Information provided START

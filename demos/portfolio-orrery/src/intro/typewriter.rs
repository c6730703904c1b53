//! Character-by-character reveal of the two poem lines.

pub const POEM_ZH: &str =
    "你此刻的意识，是宇宙亿万年间最珍贵的一束火花。它无法被复制，也无需永恒——它本身就已不可思议。";
pub const POEM_EN: &str = "In this instant your awareness is the rarest ember the cosmos has kindled across the eons. It cannot be copied nor long for forever\u{2014}the miracle is that it simply exists.";

/// Delay before the first character.
pub const FIRST_DELAY_MS: u32 = 320;
pub const STEP_DELAY_MS: u32 = 48;

/// State of one line after a tick.
#[derive(Debug, Clone, PartialEq, Eq)]
pub struct LineReveal {
    pub text: String,
    /// Still revealing; the caret should blink.
    pub typing: bool,
}

#[derive(Debug, Clone, PartialEq, Eq)]
pub struct TypewriterTick {
    pub zh: LineReveal,
    pub en: LineReveal,
    /// Both lines are complete; do not reschedule.
    pub done: bool,
}

#[derive(Debug, Clone)]
pub struct Typewriter {
    zh: Vec<char>,
    en: Vec<char>,
    step: usize,
}

impl Typewriter {
    pub fn new() -> Self {
        Self::with_lines(POEM_ZH, POEM_EN)
    }

    pub fn with_lines(zh: &str, en: &str) -> Self {
        Self { zh: zh.chars().collect(), en: en.chars().collect(), step: 0 }
    }

    pub fn reset(&mut self) {
        self.step = 0;
    }

    pub fn step(&self) -> usize {
        self.step
    }

    fn max_len(&self) -> usize {
        self.zh.len().max(self.en.len())
    }

    fn reveal(line: &[char], count: usize) -> LineReveal {
        let shown = count.min(line.len());
        LineReveal { text: line[..shown].iter().collect(), typing: shown < line.len() }
    }

    /// Reveal one more character of each line.
    pub fn tick(&mut self) -> TypewriterTick {
        let count = self.step + 1;
        self.step += 1;
        if self.step > self.max_len() {
            return self.finish();
        }
        TypewriterTick {
            zh: Self::reveal(&self.zh, count),
            en: Self::reveal(&self.en, count),
            done: false,
        }
    }

    /// Jump to the full lines.
    pub fn finish(&mut self) -> TypewriterTick {
        self.step = self.max_len() + 1;
        TypewriterTick {
            zh: LineReveal { text: self.zh.iter().collect(), typing: false },
            en: LineReveal { text: self.en.iter().collect(), typing: false },
            done: true,
        }
    }
}

impl Default for Typewriter {
    fn default() -> Self {
        Self::new()
    }
}

#[cfg(test)]
mod tests {
    use super::*;

    #[test]
    fn reveals_one_scalar_per_tick() {
        let mut tw = Typewriter::with_lines("你好", "hey");
        let first = tw.tick();
        assert_eq!(first.zh.text, "你");
        assert_eq!(first.en.text, "h");
        assert!(first.zh.typing && first.en.typing);
        assert!(!first.done);
    }

    #[test]
    fn shorter_line_stops_typing_first() {
        let mut tw = Typewriter::with_lines("你好", "hey");
        tw.tick();
        let second = tw.tick();
        assert_eq!(second.zh.text, "你好");
        assert!(!second.zh.typing);
        assert!(second.en.typing);
    }

    #[test]
    fn completes_after_longest_line() {
        let mut tw = Typewriter::with_lines("ab", "abcd");
        let ticks: Vec<_> = (0..5).map(|_| tw.tick()).collect();
        assert!(ticks[..4].iter().all(|t| !t.done));
        assert_eq!(ticks[3].en.text, "abcd");
        assert!(ticks[4].done);
        assert_eq!(ticks[4].zh.text, "ab");
    }

    #[test]
    fn finish_shows_everything() {
        let mut tw = Typewriter::new();
        tw.tick();
        let done = tw.finish();
        assert_eq!(done.zh.text, POEM_ZH);
        assert_eq!(done.en.text, POEM_EN);
        assert!(done.done);
    }
}
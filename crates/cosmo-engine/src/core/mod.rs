pub mod scene;
pub mod time;
pub mod rng;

Information provided END

## [Assigned task]
Where a line of the material above holds the string "TypewriterTick", copy that line.

## [Result of this exercise]
pub struct TypewriterTick {
    pub fn tick(&mut self) -> TypewriterTick {
        TypewriterTick {
    pub fn finish(&mut self) -> TypewriterTick {
        TypewriterTick {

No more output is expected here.